Instituto Evangélico tem proposta definida para gerir Santa Casa de Cuiabá

O Procurador-Geral da Instituição, Alexandre Ifatola Dosunmu vai apresentar a proposta para o Tribunal Regional do Trabalho em Cuiabá

Foto: Assessoria

O Instituto Evangelístico São Marcos, com sede em Santos (SP) e representado pelo Procurador-Geral da Instituição, Alexandre Ifatola Dosunmu, tem proposta definida para assumir a gestão da Santa Casa de Misericórdia de Cuiabá. O procurador confirmou, que tem agenda marcada, na próxima terça-feira (10), com a Juíza Eliane Alcântara, no período da tarde, no Tribunal Regional do Trabalho (TRT), em Cuiabá, quando manifestará formalmente, o interesse do Instituto para aquisição da Santa Casa.
Os detalhes de saneamento das questões financeiras da Santa Casa serão esclarecidos, durante uma entrevista coletiva à Imprensa cuiabana, após a reunião que o Alexandre tiver com a juíza Eliane Alcântara.
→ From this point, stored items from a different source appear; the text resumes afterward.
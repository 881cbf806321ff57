use serde_json::{Map, Value};

use super::WorkspaceOp;
use crate::error::Result;
use crate::model::params::ItemParams;
use crate::payload::is_supplied;
use crate::transport::{ApiRequest, Transport};

pub async fn handle(
    op: WorkspaceOp,
    transport: &dyn Transport,
    params: &ItemParams<'_>,
) -> Result<Value> {
    let request = match op {
        WorkspaceOp::Create => create(params),
        WorkspaceOp::Update => update(params)?,
        WorkspaceOp::Get => {
            let workspace_id = params.positive_id("workspace_id", "Workspace")?;
            ApiRequest::get(format!("/workspaces/{workspace_id}"))
        }
        WorkspaceOp::GetAllWorkspaces => list(params),
    };
    Ok(transport.request(request).await?.body())
}

fn create(params: &ItemParams<'_>) -> ApiRequest {
    let mut body = Map::new();
    if let Some(name) = params.non_empty_string("name") {
        body.insert("name".into(), Value::String(name));
    }
    // 1 = team, 2 = management
    if let Some(kind) = params.reference("type").filter(|r| is_supplied(&r.value)) {
        body.insert("type".into(), kind.value);
    }
    ApiRequest::post("/workspaces").body(Value::Object(body))
}

fn update(params: &ItemParams<'_>) -> Result<ApiRequest> {
    let workspace_id = params.positive_id("workspace_id", "Workspace")?;

    let mut body = Map::new();
    if let Some(name) = params.non_empty_string("name") {
        body.insert("name".into(), Value::String(name));
    }
    if let Some(archived) = params.reference("is_archived") {
        body.insert("is_archived".into(), archived.value);
    }
    Ok(ApiRequest::patch(format!("/workspaces/{workspace_id}")).body(Value::Object(body)))
}

fn list(params: &ItemParams<'_>) -> ApiRequest {
    let mut request = ApiRequest::get("/workspaces/");
    if let Some(kind) = params.reference("type").and_then(|r| r.as_number()) {
        if kind > 0.0 {
            request = request.query("type", kind as i64);
        }
    }
    if let Some(archived) = params.reference("is_archived").and_then(|r| r.as_number()) {
        if archived >= 0.0 {
            request = request.query("is_archived", archived as i64);
        }
    }
    request.query("expand", "boards")
}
Alexandre Dosunmu disse, que a motivação do Instituto é pautada por dois pilares inegociáveis: a restauração da dignidade na saúde pública e a proteção absoluta do patrimônio histórico de Mato Grosso. “Entendemos que a Santa Casa não é apenas uma unidade hospitalar. É um símbolo da resiliência e da história da capital mato-grossense”, justificou.
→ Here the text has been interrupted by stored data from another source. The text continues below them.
use chrono::{DateTime, NaiveDate, NaiveDateTime, SecondsFormat, Utc};

const DATETIME_FORMATS: &[&str] = &[
    "%Y-%m-%dT%H:%M:%S%.f",
    "%Y-%m-%dT%H:%M",
    "%Y-%m-%d %H:%M:%S%.f",
    "%Y-%m-%d %H:%M",
];

const DATE_FORMATS: &[&str] = &[
    "%Y-%m-%d",
    "%Y/%m/%d",
    "%m/%d/%Y",
    "%B %d, %Y",
    "%b %d, %Y",
    "%d %B %Y",
    "%d %b %Y",
];

/// Parse the loose date strings users type into a UTC instant. Inputs
/// without an offset are read as UTC.
pub fn parse_loose(input: &str) -> Option<DateTime<Utc>> {
    let input = input.trim();
    if input.is_empty() {
        return None;
    }
    if let Ok(dt) = DateTime::parse_from_rfc3339(input) {
        return Some(dt.with_timezone(&Utc));
    }
    if let Ok(dt) = DateTime::parse_from_rfc2822(input) {
        return Some(dt.with_timezone(&Utc));
    }
    for fmt in DATETIME_FORMATS {
        if let Ok(dt) = NaiveDateTime::parse_from_str(input, fmt) {
            return Some(dt.and_utc());
        }
    }
    for fmt in DATE_FORMATS {
        if let Ok(date) = NaiveDate::parse_from_str(input, fmt) {
            return date.and_hms_opt(0, 0, 0).map(|dt| dt.and_utc());
        }
    }
    None
}

/// Midnight UTC of the given instant's calendar day, as an ISO-8601 string
/// with millisecond precision.
pub fn midnight_iso(instant: DateTime<Utc>) -> String {
    instant
        .date_naive()
        .and_hms_opt(0, 0, 0)
        .map(|dt| dt.and_utc())
        .unwrap_or(instant)
        .to_rfc3339_opts(SecondsFormat::Millis, true)
}

pub fn calendar_day(instant: DateTime<Utc>) -> String {
    instant.format("%Y-%m-%d").to_string()
}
Alexandre argumentou os compromissos do Instituto com base na preservação histórica do prédio da Santa Casa. “Estamos plenamente cientes de que a estrutura é um patrimônio tombado. Nosso projeto prevê a manutenção rigorosa das características arquitetônicas, respeitando as normas técnicas e a memória afetiva da cidade”, afirmou ele.
A continuidade e a expansão da unidade de saúde serão asseguradas. “Queremos honrar o legado da ‘Misericórdia’, modernizando a gestão e os equipamentos para que a população volte a ter um atendimento de excelência, com o acolhimento que a nossa fé e a nossa ética profissional exigem”, assegurou Alexandre.
De acordo com ele, o Instituto São Marcos está de portas abertas para dialogar com o poder público, o Ministério Público e a sociedade civil para garantir que este processo de transição seja benéfico para todos. “Não queremos apenas gerir um hospital; queremos devolver a Cuiabá um de seus maiores tesouros, com a saúde fortalecida e a história preservada. Estamos à disposição para os desdobramentos legais e técnicos que o caso requer”, concluiu o procurador.